#### Description of the task
Across the entries below, how many lines contain the word "impl"? Give the number alone.

::: Stored data

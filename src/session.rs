/// Transport driver
///
/// Wires a `CommandTracker` to any line-based duplex transport: commands
/// go out through the writer half, a spawned reader task feeds incoming
/// lines through the parser into the tracker. Spawning and owning the
/// debugger process is the caller's business; a session only sees the
/// two stream halves.

use crate::command::MiCommand;
use crate::correlation::CommandTracker;
use crate::events::MiEvent;
use crate::parser::parse_mi_line;
use crate::types::ResultRecord;
use crate::MiError;
use std::sync::Arc;
use tokio::io::{AsyncBufRead, AsyncBufReadExt, AsyncWrite, AsyncWriteExt};
use tokio::sync::{mpsc, oneshot};
use tokio::task::JoinHandle;

pub struct MiSession<W> {
    tracker: Arc<CommandTracker>,
    writer: tokio::sync::Mutex<W>,
    reader: JoinHandle<()>,
}

impl<W: AsyncWrite + Unpin> MiSession<W> {
    /// Start a session over the given transport halves. Returns the
    /// session and the event sink all async/stream records arrive on.
    pub fn start<R>(reader: R, writer: W) -> (Self, mpsc::UnboundedReceiver<MiEvent>)
    where
        R: AsyncBufRead + Unpin + Send + 'static,
    {
        let (tracker, events) = CommandTracker::new();
        let tracker = Arc::new(tracker);
        let reader = tokio::spawn(read_loop(reader, tracker.clone()));
        (
            MiSession {
                tracker,
                writer: tokio::sync::Mutex::new(writer),
                reader,
            },
            events,
        )
    }

    /// Register and transmit a command; returns the channel its decoded
    /// result arrives on, plus the token for a later `cancel`.
    pub async fn submit<T, F>(
        &self,
        command: &MiCommand,
        decode: F,
    ) -> Result<(u32, oneshot::Receiver<Result<T, MiError>>), MiError>
    where
        F: FnOnce(ResultRecord) -> Result<T, MiError> + Send + 'static,
        T: Send + 'static,
    {
        let (sent, rx) = self.tracker.send(command, decode)?;
        self.write_line(&sent.line).await?;
        Ok((sent.token, rx))
    }

    /// Transmit a command and wait for its decoded result.
    pub async fn execute<T, F>(&self, command: &MiCommand, decode: F) -> Result<T, MiError>
    where
        F: FnOnce(ResultRecord) -> Result<T, MiError> + Send + 'static,
        T: Send + 'static,
    {
        let (_, rx) = self.submit(command, decode).await?;
        rx.await.map_err(|_| MiError::ConnectionClosed)?
    }

    /// Transmit a command and wait for the raw result record.
    pub async fn execute_for_record(&self, command: &MiCommand) -> Result<ResultRecord, MiError> {
        self.execute(command, Ok).await
    }

    /// Transmit a raw CLI command. Nothing to wait for; GDB sends no
    /// correlatable answer.
    pub async fn send_raw(&self, command: &MiCommand) -> Result<(), MiError> {
        let line = self.tracker.send_raw(command)?;
        self.write_line(&line).await
    }

    /// Abandon an in-flight command by token.
    pub fn cancel(&self, token: u32) -> bool {
        self.tracker.cancel(token)
    }

    pub fn is_active(&self) -> bool {
        self.tracker.is_active()
    }

    /// Stop the reader task and fail everything still outstanding.
    pub fn shutdown(&self) {
        self.reader.abort();
        self.tracker.shutdown();
    }

    async fn write_line(&self, line: &str) -> Result<(), MiError> {
        let mut writer = self.writer.lock().await;
        writer.write_all(line.as_bytes()).await?;
        writer.flush().await?;
        Ok(())
    }
}

impl<W> Drop for MiSession<W> {
    fn drop(&mut self) {
        self.reader.abort();
        self.tracker.shutdown();
    }
}

/// One dedicated reader loop per connection: lines are parsed and
/// dispatched in arrival order. A line that fails to parse is logged and
/// skipped; only end-of-stream tears the connection down.
async fn read_loop<R>(mut reader: R, tracker: Arc<CommandTracker>)
where
    R: AsyncBufRead + Unpin,
{
    let mut line = String::new();
    loop {
        line.clear();
        match reader.read_line(&mut line).await {
            Ok(0) => {
                log::debug!("transport reached EOF");
                break;
            }
            Ok(_) => {
                let trimmed = line.trim();
                if trimmed.is_empty() {
                    continue;
                }
                log::debug!("RECV: {}", trimmed);
                match parse_mi_line(trimmed) {
                    Ok(record) => tracker.dispatch(record),
                    Err(e) => log::warn!("skipping unparsable line {:?}: {}", trimmed, e),
                }
            }
            Err(e) => {
                log::error!("transport read error: {}", e);
                break;
            }
        }
    }
    tracker.shutdown();
}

::::::

#### Task result
2